Work required ▸ If a line in the entries below includes "saturation", pick it out and copy it.

(Dataset entries)
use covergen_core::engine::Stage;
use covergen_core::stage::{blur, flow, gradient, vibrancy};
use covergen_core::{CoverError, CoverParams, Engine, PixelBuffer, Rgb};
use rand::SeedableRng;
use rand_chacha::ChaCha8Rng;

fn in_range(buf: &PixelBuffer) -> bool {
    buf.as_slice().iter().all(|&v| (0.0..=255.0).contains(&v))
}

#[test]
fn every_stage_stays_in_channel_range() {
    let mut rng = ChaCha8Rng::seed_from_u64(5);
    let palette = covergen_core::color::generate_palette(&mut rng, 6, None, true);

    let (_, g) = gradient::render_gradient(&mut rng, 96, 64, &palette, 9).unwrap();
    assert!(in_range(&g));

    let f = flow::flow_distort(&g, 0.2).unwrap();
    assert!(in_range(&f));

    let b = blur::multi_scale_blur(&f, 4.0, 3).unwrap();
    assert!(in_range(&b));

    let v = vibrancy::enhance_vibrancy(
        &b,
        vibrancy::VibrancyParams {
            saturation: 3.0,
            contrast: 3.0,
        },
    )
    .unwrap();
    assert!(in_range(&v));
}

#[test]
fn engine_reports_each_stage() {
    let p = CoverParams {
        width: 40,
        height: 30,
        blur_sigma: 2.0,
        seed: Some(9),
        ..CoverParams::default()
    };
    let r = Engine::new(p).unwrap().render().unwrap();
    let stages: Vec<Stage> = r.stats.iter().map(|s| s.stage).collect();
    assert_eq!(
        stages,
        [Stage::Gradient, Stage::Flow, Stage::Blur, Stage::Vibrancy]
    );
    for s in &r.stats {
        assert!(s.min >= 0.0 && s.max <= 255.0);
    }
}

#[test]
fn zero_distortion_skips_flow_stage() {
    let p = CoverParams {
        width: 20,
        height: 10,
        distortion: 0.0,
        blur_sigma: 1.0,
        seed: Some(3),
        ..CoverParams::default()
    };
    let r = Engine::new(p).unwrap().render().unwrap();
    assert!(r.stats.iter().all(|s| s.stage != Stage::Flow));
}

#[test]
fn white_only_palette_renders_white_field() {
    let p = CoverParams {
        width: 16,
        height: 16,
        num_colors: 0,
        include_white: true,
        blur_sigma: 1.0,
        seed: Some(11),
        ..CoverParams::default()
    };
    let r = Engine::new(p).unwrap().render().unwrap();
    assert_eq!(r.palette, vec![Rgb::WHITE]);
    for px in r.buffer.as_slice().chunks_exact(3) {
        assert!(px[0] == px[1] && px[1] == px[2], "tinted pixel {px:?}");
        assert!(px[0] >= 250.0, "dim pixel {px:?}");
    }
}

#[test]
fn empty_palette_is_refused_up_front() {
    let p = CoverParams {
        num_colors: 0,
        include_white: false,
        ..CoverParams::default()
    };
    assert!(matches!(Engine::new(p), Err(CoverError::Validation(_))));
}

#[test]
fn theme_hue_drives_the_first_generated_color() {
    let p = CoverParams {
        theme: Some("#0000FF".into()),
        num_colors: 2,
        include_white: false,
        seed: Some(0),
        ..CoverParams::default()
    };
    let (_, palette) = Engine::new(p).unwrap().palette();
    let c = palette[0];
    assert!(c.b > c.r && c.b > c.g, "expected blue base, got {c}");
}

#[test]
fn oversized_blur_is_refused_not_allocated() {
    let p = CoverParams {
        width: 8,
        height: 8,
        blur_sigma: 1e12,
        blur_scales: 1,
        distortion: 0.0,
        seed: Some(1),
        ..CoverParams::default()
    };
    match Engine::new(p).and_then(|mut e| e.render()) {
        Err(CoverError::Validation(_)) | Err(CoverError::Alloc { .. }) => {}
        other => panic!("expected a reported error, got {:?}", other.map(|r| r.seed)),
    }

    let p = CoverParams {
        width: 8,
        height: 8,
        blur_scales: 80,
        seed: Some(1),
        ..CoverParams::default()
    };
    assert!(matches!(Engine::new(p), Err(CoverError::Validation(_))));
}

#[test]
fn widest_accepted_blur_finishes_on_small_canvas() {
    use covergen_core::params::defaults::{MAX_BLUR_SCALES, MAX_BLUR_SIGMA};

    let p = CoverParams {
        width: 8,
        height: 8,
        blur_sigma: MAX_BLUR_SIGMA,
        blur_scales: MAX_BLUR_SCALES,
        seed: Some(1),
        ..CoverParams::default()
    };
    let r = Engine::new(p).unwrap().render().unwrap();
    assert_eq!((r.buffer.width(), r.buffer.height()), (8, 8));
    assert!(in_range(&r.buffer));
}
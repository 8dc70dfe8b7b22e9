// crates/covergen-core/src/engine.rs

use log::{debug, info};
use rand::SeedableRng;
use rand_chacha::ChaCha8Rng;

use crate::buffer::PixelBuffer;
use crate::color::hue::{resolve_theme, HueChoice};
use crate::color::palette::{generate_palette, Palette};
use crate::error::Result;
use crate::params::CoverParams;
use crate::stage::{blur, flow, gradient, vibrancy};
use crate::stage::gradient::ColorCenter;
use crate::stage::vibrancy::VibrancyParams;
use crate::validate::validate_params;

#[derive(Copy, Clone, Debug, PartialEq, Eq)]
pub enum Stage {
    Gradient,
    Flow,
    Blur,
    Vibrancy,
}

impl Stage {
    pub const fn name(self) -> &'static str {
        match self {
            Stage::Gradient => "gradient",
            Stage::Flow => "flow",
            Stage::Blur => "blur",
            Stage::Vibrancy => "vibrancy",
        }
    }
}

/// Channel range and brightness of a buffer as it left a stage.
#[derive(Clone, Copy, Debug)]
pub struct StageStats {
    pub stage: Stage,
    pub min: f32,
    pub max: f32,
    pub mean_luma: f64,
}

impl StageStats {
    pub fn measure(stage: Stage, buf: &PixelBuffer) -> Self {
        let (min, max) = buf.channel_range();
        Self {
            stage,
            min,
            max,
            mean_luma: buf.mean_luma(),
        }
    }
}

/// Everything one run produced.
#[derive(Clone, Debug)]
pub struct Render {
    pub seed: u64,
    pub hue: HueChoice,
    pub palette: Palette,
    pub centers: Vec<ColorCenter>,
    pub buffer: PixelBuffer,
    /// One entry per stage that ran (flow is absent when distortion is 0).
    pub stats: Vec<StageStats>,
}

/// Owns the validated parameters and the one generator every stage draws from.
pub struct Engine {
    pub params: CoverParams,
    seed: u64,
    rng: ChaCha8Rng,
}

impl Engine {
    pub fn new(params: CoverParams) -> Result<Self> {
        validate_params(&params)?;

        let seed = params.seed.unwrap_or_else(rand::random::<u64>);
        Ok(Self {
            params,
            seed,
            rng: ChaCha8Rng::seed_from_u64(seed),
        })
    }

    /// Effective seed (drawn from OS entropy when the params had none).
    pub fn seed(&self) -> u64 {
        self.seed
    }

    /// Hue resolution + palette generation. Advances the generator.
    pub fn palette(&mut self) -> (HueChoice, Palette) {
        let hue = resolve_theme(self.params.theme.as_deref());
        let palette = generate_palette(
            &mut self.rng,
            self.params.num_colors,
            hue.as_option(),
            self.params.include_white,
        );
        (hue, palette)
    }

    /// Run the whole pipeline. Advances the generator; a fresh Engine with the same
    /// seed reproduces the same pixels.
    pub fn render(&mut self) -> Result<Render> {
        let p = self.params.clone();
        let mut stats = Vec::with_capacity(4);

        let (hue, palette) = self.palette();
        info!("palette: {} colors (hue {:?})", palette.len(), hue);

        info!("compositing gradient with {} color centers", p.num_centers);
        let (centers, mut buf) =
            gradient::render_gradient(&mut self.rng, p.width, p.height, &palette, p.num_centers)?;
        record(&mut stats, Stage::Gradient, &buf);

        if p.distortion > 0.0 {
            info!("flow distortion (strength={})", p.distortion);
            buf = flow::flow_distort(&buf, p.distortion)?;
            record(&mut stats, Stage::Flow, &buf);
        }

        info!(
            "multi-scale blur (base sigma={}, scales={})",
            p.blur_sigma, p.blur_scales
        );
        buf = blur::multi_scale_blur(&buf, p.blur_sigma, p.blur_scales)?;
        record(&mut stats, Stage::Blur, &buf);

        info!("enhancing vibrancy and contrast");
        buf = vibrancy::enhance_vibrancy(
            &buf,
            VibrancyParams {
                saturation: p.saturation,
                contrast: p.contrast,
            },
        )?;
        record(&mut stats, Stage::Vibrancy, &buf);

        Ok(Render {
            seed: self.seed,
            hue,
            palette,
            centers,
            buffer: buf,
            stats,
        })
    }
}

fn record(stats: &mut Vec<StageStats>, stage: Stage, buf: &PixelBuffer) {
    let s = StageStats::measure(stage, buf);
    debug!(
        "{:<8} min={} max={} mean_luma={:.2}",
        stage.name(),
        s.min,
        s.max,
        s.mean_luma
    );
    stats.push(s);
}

Response ▸
            saturation: 3.0,
                saturation: p.saturation,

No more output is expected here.